Annie says, “You’re Gonna Die!”

This time of year is when all the women’s mags start transmitting mixes messages about tanning, pairing the time-honored message of “FOR CHRISSAKES STOP TANNING ALREADY” with pages and pages of advertisements, articles and free makeup samples designed to render you as coppery as a freshly minted penny. But they tell us every year, “You’re gonna die!”
More embarrassing still is each article’s dutiful regurgitation of the suntan’s rise to aesthetic prominence, reminding readers that before 1923 pale was pretty, and had it not been for Coco Chanel and her yachting trip, we might now be happily bleaching our skin like large numbers of women outside the U.S. What these writers fail to mention, time and again, is the role played by magazines in which these histories appear: promoting, distributing and dare I say fetishizing images of the tan body.
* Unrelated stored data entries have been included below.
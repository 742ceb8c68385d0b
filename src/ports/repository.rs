//! Repository port for lookup-table persistence.

use std::path::Path;

use crate::{Result, q_learning::LookupTable};

/// Port for persisting and loading lookup tables.
///
/// Tables are written whole, at episode boundaries only.
///
/// # Examples
///
/// ```no_run
/// use arena_rl::adapters::CsvTableRepository;
/// use arena_rl::ports::TableRepository;
/// use arena_rl::q_learning::LookupTable;
/// use std::path::Path;
///
/// let repo = CsvTableRepository::new();
/// repo.save(&LookupTable::new(), Path::new("table.csv"))?;
/// let loaded = repo.load(Path::new("table.csv"))?;
/// # Ok::<(), arena_rl::Error>(())
/// ```
pub trait TableRepository {
    /// Save a table.
    ///
    /// # Errors
    ///
    /// Returns an error if the destination cannot be written or
    /// serialization fails.
    fn save(&self, table: &LookupTable, path: &Path) -> Result<()>;

    /// Load a table.
    ///
    /// # Errors
    ///
    /// Returns an error if the source cannot be read or any record is
    /// malformed. No partial table is returned.
    fn load(&self, path: &Path) -> Result<LookupTable>;
}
The magazines obviously had no more idea of the damage tanning can do than Miz Chanel; a tan, for the better part of this century, was considered beautiful precisely because it suggested health (and then wealth). Being bronze symbolized carefree youth. Then of course a definitive link between sun exposure and skin cancer was discovered and the headlines flipped, yada yada yada. What’s creepy is that even though the methods may have changed (bronzing powder, mystic tanning, those pills the guy in Soul Man ate) the tan remains desirable, a testament to its currency as a social marker and a flip-off to the melanin deprived everywhere.
It’s the same way they have articles about surviving eating disorders next to models with eating disorders. Despite the campaigns of the dear Cancer Society, I doubt that women’s magazines are going to change the mixed message or are very interested in doing so; they and their advertisers have everything to lose the moment anything but an unachievable standard of beauty is mentioned. I know, duh.
It seems appropriate, then, during Philadelphia’s Year of Evolution, to adopt a Darwinian approach to the problem of brainwashed sunbathers: let ‘em die. As Nina Jablonski, Professor of Anthropology at Penn State, discusses in her book Skin: A Natural History, global differences in skin color evolved over thousands of years in accordance with a people’s proximity to the Equator.
Judging by the veins clearly visible in my forehead, therefore, I have obviously descended from the Polar Bear People of the North. I do not belong in Philadelphia. I am far, far too delicate, in dermatological terms at least.


“articles about surviving eating disorders next to models with eating disorders” — says a mouthful.